Does anyone else hold 11 in the 10 round mags ? I am not sure if it will hurt the spring long term or not - Mags are not cheap !!


----------



## Craigh (Jul 29, 2016)

I don't think it would hurt the spring, but if the gun was a self defense firearm, I'd not be exceeding manufacturers recommendations. It might be no problem for a few times at the range, then when the chips are down contribute to a fail to feed when you just don't need that to happen. I'm sure HK knows the magazine will hold 11 rounds, and that could be touted as a feature. But they choose not for a reason, I'd assume. One reason might be state compliance. That way they don''t have to make a ten and eleven round magazine. But it could be they suffered reliability issues with 11 rounds. You'll never know because in either case, it does not benefit them to tell.


----------



## Coldandblue1 (Sep 15, 2018)

Can do the same in mine.... I would caution you against it though.
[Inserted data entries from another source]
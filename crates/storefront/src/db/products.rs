//! Product repository.

use mystery_sack_core::ProductId;

use super::RepositoryError;
use crate::models::Product;

/// Catalog table. Iteration order is insertion order, which is the listing
/// order shoppers see.
#[derive(Debug, Default)]
pub struct ProductRepository {
    rows: Vec<Product>,
}

impl ProductRepository {
    /// Create an empty product repository.
    #[must_use]
    pub const fn new() -> Self {
        Self { rows: Vec::new() }
    }

    /// Get a product by its ID.
    #[must_use]
    pub fn get(&self, id: ProductId) -> Option<&Product> {
        self.rows.iter().find(|p| p.id == id)
    }

    /// Get a product by its ID, or a `NotFound` error.
    ///
    /// # Errors
    ///
    /// Returns `RepositoryError::NotFound` if no product has this ID.
    pub fn require(&self, id: ProductId) -> Result<&Product, RepositoryError> {
        self.get(id)
            .ok_or_else(|| RepositoryError::NotFound(format!("product {id}")))
    }

    /// Mutable access to a product.
    pub fn get_mut(&mut self, id: ProductId) -> Option<&mut Product> {
        self.rows.iter_mut().find(|p| p.id == id)
    }

    /// All products in listing order.
    #[must_use]
    pub fn all(&self) -> &[Product] {
        &self.rows
    }

    #[must_use]
    pub fn len(&self) -> usize {
        self.rows.len()
    }

    #[must_use]
    pub fn is_empty(&self) -> bool {
        self.rows.is_empty()
    }

    /// The ID one past the highest ID in use.
    #[must_use]
    pub fn next_id(&self) -> ProductId {
        let max = self.rows.iter().map(|p| p.id.as_i32()).max().unwrap_or(0);
        ProductId::new(max + 1)
    }

    /// Insert a new product or replace the one with the same ID in place.
    ///
    /// Returns `true` if an existing product was replaced.
    pub fn upsert(&mut self, product: Product) -> bool {
        if let Some(existing) = self.get_mut(product.id) {
            *existing = product;
            true
        } else {
            self.rows.push(product);
            false
        }
    }

    /// Delete a product.
    ///
    /// Returns `true` if the product was deleted, `false` if it didn't exist.
    pub fn delete(&mut self, id: ProductId) -> bool {
        let before = self.rows.len();
        self.rows.retain(|p| p.id != id);
        self.rows.len() != before
    }
}

#[cfg(test)]
mod tests {
    use super::*;
    use crate::db::seed;

    #[test]
    fn test_upsert_replaces_in_place() {
        let mut repo = ProductRepository::new();
        for product in seed::products() {
            repo.upsert(product);
        }
        let first_id = repo.all().first().map(|p| p.id);

        let mut edited = seed::products().swap_remove(0);
        edited.name = "Renamed".to_string();
        assert!(repo.upsert(edited));
        assert_eq!(repo.all().first().map(|p| p.id), first_id);
        assert_eq!(
            repo.get(ProductId::new(1)).map(|p| p.name.as_str()),
            Some("Renamed")
        );
    }

    #[test]
    fn test_require_and_delete() {
        let mut repo = ProductRepository::new();
        repo.upsert(seed::products().swap_remove(0));
        let id = ProductId::new(1);
        assert!(repo.require(id).is_ok());
        assert!(repo.delete(id));
        assert!(!repo.delete(id));
        assert_eq!(
            repo.require(id).map(|p| p.id),
            Err(RepositoryError::NotFound("product 1".to_string()))
        );
    }

    #[test]
    fn test_next_id() {
        let mut repo = ProductRepository::new();
        assert_eq!(repo.next_id(), ProductId::new(1));
        for product in seed::products() {
            repo.upsert(product);
        }
        assert_eq!(repo.next_id(), ProductId::new(repo.len() as i32 + 1));
    }
}
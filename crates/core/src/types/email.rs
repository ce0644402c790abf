//! Email address type.

use core::fmt;

use serde::{Deserialize, Serialize};

/// Errors that can occur when parsing an [`Email`].
#[derive(thiserror::Error, Debug, Clone, PartialEq, Eq)]
pub enum EmailError {
    /// The input is empty or only whitespace.
    #[error("email cannot be empty")]
    Empty,
    /// The input is too long.
    #[error("email must be at most {max} characters")]
    TooLong {
        /// Maximum allowed length.
        max: usize,
    },
    /// The input does not contain exactly one @ symbol.
    #[error("email must contain exactly one @ symbol")]
    InvalidAtSymbol,
    /// The local part (before @) is empty.
    #[error("email local part cannot be empty")]
    EmptyLocalPart,
    /// The domain part (after @) is empty.
    #[error("email domain cannot be empty")]
    EmptyDomain,
    /// The address contains whitespace.
    #[error("email cannot contain whitespace")]
    ContainsWhitespace,
}

/// A normalized email address.
///
/// Accounts are keyed by email, so parsing trims surrounding whitespace and
/// lowercases the address; `User@Example.com` and `user@example.com` name the
/// same account.
///
/// ## Constraints
///
/// - Length: 1-254 characters after trimming (RFC 5321 limit)
/// - Exactly one @ symbol, no inner whitespace
/// - Local part and domain must not be empty
///
/// ## Examples
///
/// ```
/// use mystery_sack_core::Email;
///
/// let email = Email::parse("  Juan@Example.com ").unwrap();
/// assert_eq!(email.as_str(), "juan@example.com");
///
/// assert!(Email::parse("").is_err());
/// assert!(Email::parse("no-at-symbol").is_err());
/// assert!(Email::parse("two@@example.com").is_err());
/// ```
#[derive(Debug, Clone, Serialize, Deserialize, PartialEq, Eq, PartialOrd, Ord, Hash)]
#[serde(try_from = "String", into = "String")]
pub struct Email(String);

impl Email {
    /// Maximum length of an email address (RFC 5321).
    pub const MAX_LENGTH: usize = 254;

    /// Parse and normalize an `Email` from a string.
    ///
    /// # Errors
    ///
    /// Returns an [`EmailError`] describing the first constraint the input
    /// violates.
    pub fn parse(s: &str) -> Result<Self, EmailError> {
        let trimmed = s.trim();
        if trimmed.is_empty() {
            return Err(EmailError::Empty);
        }

        if trimmed.len() > Self::MAX_LENGTH {
            return Err(EmailError::TooLong {
                max: Self::MAX_LENGTH,
            });
        }

        if trimmed.chars().any(char::is_whitespace) {
            return Err(EmailError::ContainsWhitespace);
        }

        let (local, domain) = trimmed.split_once('@').ok_or(EmailError::InvalidAtSymbol)?;
        if domain.contains('@') {
            return Err(EmailError::InvalidAtSymbol);
        }
        if local.is_empty() {
            return Err(EmailError::EmptyLocalPart);
        }
        if domain.is_empty() {
            return Err(EmailError::EmptyDomain);
        }

        Ok(Self(trimmed.to_lowercase()))
    }

    /// Returns the email address as a string slice.
    #[must_use]
    pub fn as_str(&self) -> &str {
        &self.0
    }

    /// Returns the local part of the email (before the @).
    #[must_use]
    pub fn local_part(&self) -> &str {
        self.0.split_once('@').map_or("", |(local, _)| local)
    }

    /// Returns the domain part of the email (after the @).
    #[must_use]
    pub fn domain(&self) -> &str {
        self.0.split_once('@').map_or("", |(_, domain)| domain)
    }
}

impl fmt::Display for Email {
    fn fmt(&self, f: &mut fmt::Formatter<'_>) -> fmt::Result {
        f.write_str(&self.0)
    }
}

impl std::str::FromStr for Email {
    type Err = EmailError;

    fn from_str(s: &str) -> Result<Self, Self::Err> {
        Self::parse(s)
    }
}

impl TryFrom<String> for Email {
    type Error = EmailError;

    fn try_from(value: String) -> Result<Self, Self::Error> {
        Self::parse(&value)
    }
}

impl From<Email> for String {
    fn from(email: Email) -> Self {
        email.0
    }
}

impl AsRef<str> for Email {
    fn as_ref(&self) -> &str {
        &self.0
    }
}

#[cfg(test)]
#[allow(clippy::unwrap_used)]
mod tests {
    use super::*;

    #[test]
    fn test_parse_valid_emails() {
        assert!(Email::parse("user@example.com").is_ok());
        assert!(Email::parse("user.name+tag@example.com").is_ok());
        assert!(Email::parse("a@b.c").is_ok());
    }

    #[test]
    fn test_parse_normalizes_case_and_whitespace() {
        let email = Email::parse("  Admin@Example.COM\n").unwrap();
        assert_eq!(email.as_str(), "admin@example.com");
    }

    #[test]
    fn test_parse_empty() {
        assert_eq!(Email::parse(""), Err(EmailError::Empty));
        assert_eq!(Email::parse("   "), Err(EmailError::Empty));
    }

    #[test]
    fn test_parse_too_long() {
        let long = format!("{}@example.com", "a".repeat(250));
        assert!(matches!(
            Email::parse(&long),
            Err(EmailError::TooLong { .. })
        ));
    }

    #[test]
    fn test_parse_at_symbol_rules() {
        assert_eq!(Email::parse("no-at-symbol"), Err(EmailError::InvalidAtSymbol));
        assert_eq!(Email::parse("a@b@c"), Err(EmailError::InvalidAtSymbol));
        assert_eq!(Email::parse("@domain.com"), Err(EmailError::EmptyLocalPart));
        assert_eq!(Email::parse("user@"), Err(EmailError::EmptyDomain));
    }

    #[test]
    fn test_parse_inner_whitespace() {
        assert_eq!(
            Email::parse("juan dela@cruz.ph"),
            Err(EmailError::ContainsWhitespace)
        );
    }

    #[test]
    fn test_parts() {
        let email = Email::parse("user@example.com").unwrap();
        assert_eq!(email.local_part(), "user");
        assert_eq!(email.domain(), "example.com");
    }

    #[test]
    fn test_deserialize_validates() {
        let parsed: Email = serde_json::from_str("\"User@Example.com\"").unwrap();
        assert_eq!(parsed.as_str(), "user@example.com");
        assert!(serde_json::from_str::<Email>("\"not-an-email\"").is_err());
    }
}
Especially if you're carrying it for defense..... that extra round puts a lot more pressure on the bottom of the slide. If you carry at chambered and have that extra round in the mag, you may have an issue with jamming after you fire your first round. If you carry without a round chambered, it will make it a bit harder to chamber a round under stress.....


----------



## casurvivor (Jan 23, 2015)

I only can put 10 in all of my five magazines


----------



## Tom Marshall (Oct 7, 2019)

Interesting. 11 rounds in the 10 round mag? I got my HK used (trade) and it had 3x10 rounders. I thought it may have been sold as state required compliance. Somewhere. So, I bought three more 17 round magazines. Would love to sell the 10s. Takers? Tom Marshall in Georgia


----------